Here’s an updated parable from the ancient Taoist teacher, Chuang-Tzu: Imagine that you are floating in a canoe on a slow-moving river, having a Sunday picnic with a friend. Suddenly there is a loud thump on the side of the canoe, and it rolls over. You come up sputtering, and what do you see? Somebody has snuck up on your canoe, flipped it over for a joke, and is laughing at you. How do you feel?
OK. Now imagine the exact same situation again: the picnic in a canoe, loud thump, dumped into the river, coming up sputtering, and what do you see? A large submerged log has drifted downstream and bumped into your canoe. This time, how do you feel?
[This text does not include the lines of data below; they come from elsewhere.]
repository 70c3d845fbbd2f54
pub mod pagination;
pub mod response;
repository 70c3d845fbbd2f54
use super::{AssessmentService, load_submission_context};
use crate::errors::Result;
use crate::models::assessments::responses::AssessmentOutcomeResponse;
use crate::policy::{Action, Actor, evaluate};

pub(super) async fn get_outcome(
    service: &AssessmentService,
    actor: &Actor,
    submission_id: i64,
) -> Result<AssessmentOutcomeResponse> {
    let (_submission, _assignment, resource) =
        load_submission_context(service, actor, submission_id, false).await?;
    evaluate(actor, Action::Read, &resource).require("read assessment outcome")?;

    let ai_assessment = service.storage.get_ai_assessment(submission_id).await?;
    let final_grade = service.storage.get_final_grade(submission_id).await?;

    Ok(AssessmentOutcomeResponse {
        submission_id,
        authoritative: final_grade.is_some(),
        ai_assessment,
        final_grade,
    })
}
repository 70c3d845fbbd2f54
use actix_web::{HttpRequest, HttpResponse, Result as ActixResult, web};

use crate::middlewares::{self, RequireJWT, RequireRole};
use crate::models::profiles::entities::ProfileRole;
use crate::models::profiles::requests::{
    ApproveProfileRequest, ChangeRoleRequest, ProfileListQuery, UpdateProfileRequest,
};
use crate::models::{ApiResponse, ErrorCode, error_response};
use crate::services::profiles::ProfileService;

// 获取自己的档案
pub async fn get_my_profile(
    req: HttpRequest,
    service: web::Data<ProfileService>,
) -> ActixResult<HttpResponse> {
    let actor = match RequireJWT::extract_actor(&req) {
        Some(a) => a,
        None => {
            return Ok(HttpResponse::Unauthorized().json(ApiResponse::error_empty(
                ErrorCode::Unauthorized,
                "无法获取用户信息",
            )));
        }
    };

    match service.get_profile(&actor, actor.id).await {
        Ok(profile) => Ok(HttpResponse::Ok().json(ApiResponse::success(profile, "获取档案成功"))),
        Err(e) => Ok(error_response(&e)),
    }
}

// 获取指定档案
pub async fn get_profile(
    req: HttpRequest,
    service: web::Data<ProfileService>,
    path: web::Path<i64>,
) -> ActixResult<HttpResponse> {
    let actor = match RequireJWT::extract_actor(&req) {
        Some(a) => a,
        None => {
            return Ok(HttpResponse::Unauthorized().json(ApiResponse::error_empty(
                ErrorCode::Unauthorized,
                "无法获取用户信息",
            )));
        }
    };

    match service.get_profile(&actor, path.into_inner()).await {
        Ok(profile) => Ok(HttpResponse::Ok().json(ApiResponse::success(profile, "获取档案成功"))),
        Err(e) => Ok(error_response(&e)),
    }
}

// 更新档案
pub async fn update_profile(
    req: HttpRequest,
    service: web::Data<ProfileService>,
    path: web::Path<i64>,
    body: web::Json<UpdateProfileRequest>,
) -> ActixResult<HttpResponse> {
    let actor = match RequireJWT::extract_actor(&req) {
        Some(a) => a,
        None => {
            return Ok(HttpResponse::Unauthorized().json(ApiResponse::error_empty(
                ErrorCode::Unauthorized,
                "无法获取用户信息",
            )));
        }
    };

    match service
        .update_profile(&actor, path.into_inner(), body.into_inner())
        .await
    {
        Ok(profile) => Ok(HttpResponse::Ok().json(ApiResponse::success(profile, "档案已更新"))),
        Err(e) => Ok(error_response(&e)),
    }
}

// 审批档案（管理员）
pub async fn approve_profile(
    req: HttpRequest,
    service: web::Data<ProfileService>,
    path: web::Path<i64>,
    body: web::Json<ApproveProfileRequest>,
) -> ActixResult<HttpResponse> {
    let actor = match RequireJWT::extract_actor(&req) {
        Some(a) => a,
        None => {
            return Ok(HttpResponse::Unauthorized().json(ApiResponse::error_empty(
                ErrorCode::Unauthorized,
                "无法获取用户信息",
            )));
        }
    };

    match service
        .approve_profile(&actor, path.into_inner(), body.into_inner())
        .await
    {
        Ok(profile) => Ok(HttpResponse::Ok().json(ApiResponse::success(profile, "审批已记录"))),
        Err(e) => Ok(error_response(&e)),
    }
}

// 变更全局角色（管理员）
pub async fn change_role(
    req: HttpRequest,
    service: web::Data<ProfileService>,
    path: web::Path<i64>,
    body: web::Json<ChangeRoleRequest>,
) -> ActixResult<HttpResponse> {
    let actor = match RequireJWT::extract_actor(&req) {
        Some(a) => a,
        None => {
            return Ok(HttpResponse::Unauthorized().json(ApiResponse::error_empty(
                ErrorCode::Unauthorized,
                "无法获取用户信息",
            )));
        }
    };

    match service
        .change_role(&actor, path.into_inner(), body.into_inner())
        .await
    {
        Ok(profile) => Ok(HttpResponse::Ok().json(ApiResponse::success(profile, "角色已变更"))),
        Err(e) => Ok(error_response(&e)),
    }
}

// 档案列表（管理员）
pub async fn list_profiles(
    req: HttpRequest,
    service: web::Data<ProfileService>,
    query: web::Query<ProfileListQuery>,
) -> ActixResult<HttpResponse> {
    let actor = match RequireJWT::extract_actor(&req) {
        Some(a) => a,
        None => {
            return Ok(HttpResponse::Unauthorized().json(ApiResponse::error_empty(
                ErrorCode::Unauthorized,
                "无法获取用户信息",
            )));
        }
    };

    match service.list_profiles(&actor, query.into_inner()).await {
        Ok(list) => Ok(HttpResponse::Ok().json(ApiResponse::success(list, "获取档案列表成功"))),
        Err(e) => Ok(error_response(&e)),
    }
}

// 配置路由
pub fn configure_profile_routes(cfg: &mut web::ServiceConfig) {
    cfg.service(
        web::scope("/api/v1/profiles")
            .wrap(middlewares::RequireJWT)
            .route("/me", web::get().to(get_my_profile))
            .route("/{id}", web::get().to(get_profile))
            .route("/{id}", web::put().to(update_profile))
            .route("/{id}/approval", web::post().to(approve_profile))
            .route("/{id}/role", web::post().to(change_role)),
    );

    // 管理端列表：角色粗筛在中间件，服务层仍会兜底校验
    cfg.service(
        web::scope("/api/v1/admin/profiles")
            .wrap(RequireRole::new_any(ProfileRole::admin_roles()))
            .wrap(middlewares::RequireJWT)
            .route("", web::get().to(list_profiles)),
    );
}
The facts are the same in each case: cold and wet, picnic ruined. But when you feel personally picked on, everything feels worse. The thing is, most of what bumps into us in life – including emotional reactions from others, traffic jams, illness, or mistreatment at work – is like an impersonal log put in motion by 10,000 causes upstream.
Say a friend is surprisingly critical toward you. It hurts, for sure, and you need to address the situation, from talking about it directly to disengaging from the relationship.
But also consider what may have caused that person to bump into you, such as: interpretations and misinterpretations of your actions; personal health problems, pain, worries or anger about other things, temperament, personality, childhood experiences; causes from the larger context, like our economy and culture, or world events; and causes back upstream in time, like how his or her parents were raised.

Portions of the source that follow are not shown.